-------- DATA PROVIDED
use argh::FromArgs;
use faer::Mat;

use procrustes_align::{procrustes, transform_points, ProcrustesParams, ProcrustesResult};

#[derive(FromArgs)]
/// Example of similarity alignment between two synthetic point clouds
struct Args {
    /// number of points to generate
    #[argh(option, default = "100")]
    num_points: usize,

    /// rotation angle around the z axis in radians
    #[argh(option, default = "0.5")]
    angle: f64,

    /// isotropic scale applied to the source cloud
    #[argh(option, default = "1.5")]
    scale: f64,

    /// estimate the scale factor instead of assuming a rigid transform
    #[argh(switch)]
    include_scaling: bool,

    /// allow the fitted orthogonal matrix to be a reflection
    #[argh(switch)]
    include_reflections: bool,
}

fn main() -> Result<(), Box<dyn std::error::Error>> {
    env_logger::init();
    let args: Args = argh::from_env();

    // random source cloud in the unit cube
    let source = Mat::from_fn(args.num_points, 3, |_, _| rand::random::<f64>());
    println!("Source cloud: #{} points", source.nrows());

    // ground-truth similarity transform applied row-wise
    let truth = ProcrustesResult {
        scale: if args.include_scaling { args.scale } else { 1.0 },
        rotation: faer::mat![
            [args.angle.cos(), args.angle.sin(), 0.0],
            [-args.angle.sin(), args.angle.cos(), 0.0],
            [0.0, 0.0, 1.0]
        ],
        translation: faer::col![0.7, -0.3, 1.2],
    };
    let target = transform_points(source.as_ref(), &truth)?;

    let params = ProcrustesParams {
        include_scaling: args.include_scaling,
        include_reflections: args.include_reflections,
    };
    let result = procrustes(source.as_ref(), target.as_ref(), &params)?;

    log::debug!("fitted rotation: {:?}", result.rotation);

    println!("Fitted scale: {} (expected {})", result.scale, truth.scale);
    println!(
        "Fitted translation: [{:.4}, {:.4}, {:.4}] (expected [0.7000, -0.3000, 1.2000])",
        result.translation.read(0),
        result.translation.read(1),
        result.translation.read(2)
    );

    // residual between the aligned source and the target
    let fitted = transform_points(source.as_ref(), &result)?;
    let mut rmse = 0.0;
    for i in 0..fitted.nrows() {
        for j in 0..fitted.ncols() {
            let diff = fitted.read(i, j) - target.read(i, j);
            rmse += diff * diff;
        }
    }
    rmse = (rmse / fitted.nrows() as f64).sqrt();
    println!("Alignment RMSE: {:e}", rmse);

    Ok(())
}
----------------
## EXERCISE REQUIREMENTS
Set down only the line containing "a rigid transform" and the lines after it through the end, exactly as they appear above.

## TASK ANSWER
    /// estimate the scale factor instead of assuming a rigid transform
    #[argh(switch)]
    include_scaling: bool,

    /// allow the fitted orthogonal matrix to be a reflection
    #[argh(switch)]
    include_reflections: bool,
}

fn main() -> Result<(), Box<dyn std::error::Error>> {
    env_logger::init();
    let args: Args = argh::from_env();

    // random source cloud in the unit cube
    let source = Mat::from_fn(args.num_points, 3, |_, _| rand::random::<f64>());
    println!("Source cloud: #{} points", source.nrows());

    // ground-truth similarity transform applied row-wise
    let truth = ProcrustesResult {
        scale: if args.include_scaling { args.scale } else { 1.0 },
        rotation: faer::mat![
            [args.angle.cos(), args.angle.sin(), 0.0],
            [-args.angle.sin(), args.angle.cos(), 0.0],
            [0.0, 0.0, 1.0]
        ],
        translation: faer::col![0.7, -0.3, 1.2],
    };
    let target = transform_points(source.as_ref(), &truth)?;

    let params = ProcrustesParams {
        include_scaling: args.include_scaling,
        include_reflections: args.include_reflections,
    };
    let result = procrustes(source.as_ref(), target.as_ref(), &params)?;

    log::debug!("fitted rotation: {:?}", result.rotation);

    println!("Fitted scale: {} (expected {})", result.scale, truth.scale);
    println!(
        "Fitted translation: [{:.4}, {:.4}, {:.4}] (expected [0.7000, -0.3000, 1.2000])",
        result.translation.read(0),
        result.translation.read(1),
        result.translation.read(2)
    );

    // residual between the aligned source and the target
    let fitted = transform_points(source.as_ref(), &result)?;
    let mut rmse = 0.0;
    for i in 0..fitted.nrows() {
        for j in 0..fitted.ncols() {
            let diff = fitted.read(i, j) - target.read(i, j);
            rmse += diff * diff;
        }
    }
    rmse = (rmse / fitted.nrows() as f64).sqrt();
    println!("Alignment RMSE: {:e}", rmse);

    Ok(())
}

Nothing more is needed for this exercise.